**Work order:**
Scan the listing below. Copy each line that contains "through".

**Provided information:**
• • •
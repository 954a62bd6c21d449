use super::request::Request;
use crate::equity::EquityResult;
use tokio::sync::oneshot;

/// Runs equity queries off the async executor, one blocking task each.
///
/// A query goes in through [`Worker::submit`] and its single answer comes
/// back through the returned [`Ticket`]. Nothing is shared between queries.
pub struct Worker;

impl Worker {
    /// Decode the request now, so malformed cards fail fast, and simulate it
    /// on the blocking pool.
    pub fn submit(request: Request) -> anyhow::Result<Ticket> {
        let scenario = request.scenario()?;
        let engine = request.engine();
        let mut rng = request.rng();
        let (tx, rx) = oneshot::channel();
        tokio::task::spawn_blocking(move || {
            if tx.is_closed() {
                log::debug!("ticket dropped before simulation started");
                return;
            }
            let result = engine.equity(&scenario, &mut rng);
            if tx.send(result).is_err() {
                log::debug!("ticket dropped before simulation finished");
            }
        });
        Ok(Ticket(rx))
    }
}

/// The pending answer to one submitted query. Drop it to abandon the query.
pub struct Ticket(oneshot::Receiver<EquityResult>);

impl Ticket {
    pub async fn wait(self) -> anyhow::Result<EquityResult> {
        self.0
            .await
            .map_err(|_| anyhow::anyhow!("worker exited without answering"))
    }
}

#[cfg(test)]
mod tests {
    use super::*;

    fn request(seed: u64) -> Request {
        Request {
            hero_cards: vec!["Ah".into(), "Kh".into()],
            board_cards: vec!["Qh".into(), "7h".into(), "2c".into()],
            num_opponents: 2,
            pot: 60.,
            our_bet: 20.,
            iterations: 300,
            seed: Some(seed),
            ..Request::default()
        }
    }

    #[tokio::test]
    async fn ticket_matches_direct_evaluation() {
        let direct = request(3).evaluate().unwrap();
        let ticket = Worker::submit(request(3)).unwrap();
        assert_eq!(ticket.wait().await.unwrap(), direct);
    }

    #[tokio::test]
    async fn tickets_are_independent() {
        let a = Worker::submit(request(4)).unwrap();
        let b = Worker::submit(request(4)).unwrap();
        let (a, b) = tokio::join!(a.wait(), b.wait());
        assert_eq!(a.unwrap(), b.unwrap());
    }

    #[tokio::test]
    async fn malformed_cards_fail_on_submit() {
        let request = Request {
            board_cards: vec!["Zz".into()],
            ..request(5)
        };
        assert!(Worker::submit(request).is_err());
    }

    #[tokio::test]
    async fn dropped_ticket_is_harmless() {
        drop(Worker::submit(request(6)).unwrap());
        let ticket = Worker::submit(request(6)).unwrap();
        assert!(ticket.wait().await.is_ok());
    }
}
• • •
**Response to the task:**
/// A query goes in through [`Worker::submit`] and its single answer comes
/// back through the returned [`Ticket`]. Nothing is shared between queries.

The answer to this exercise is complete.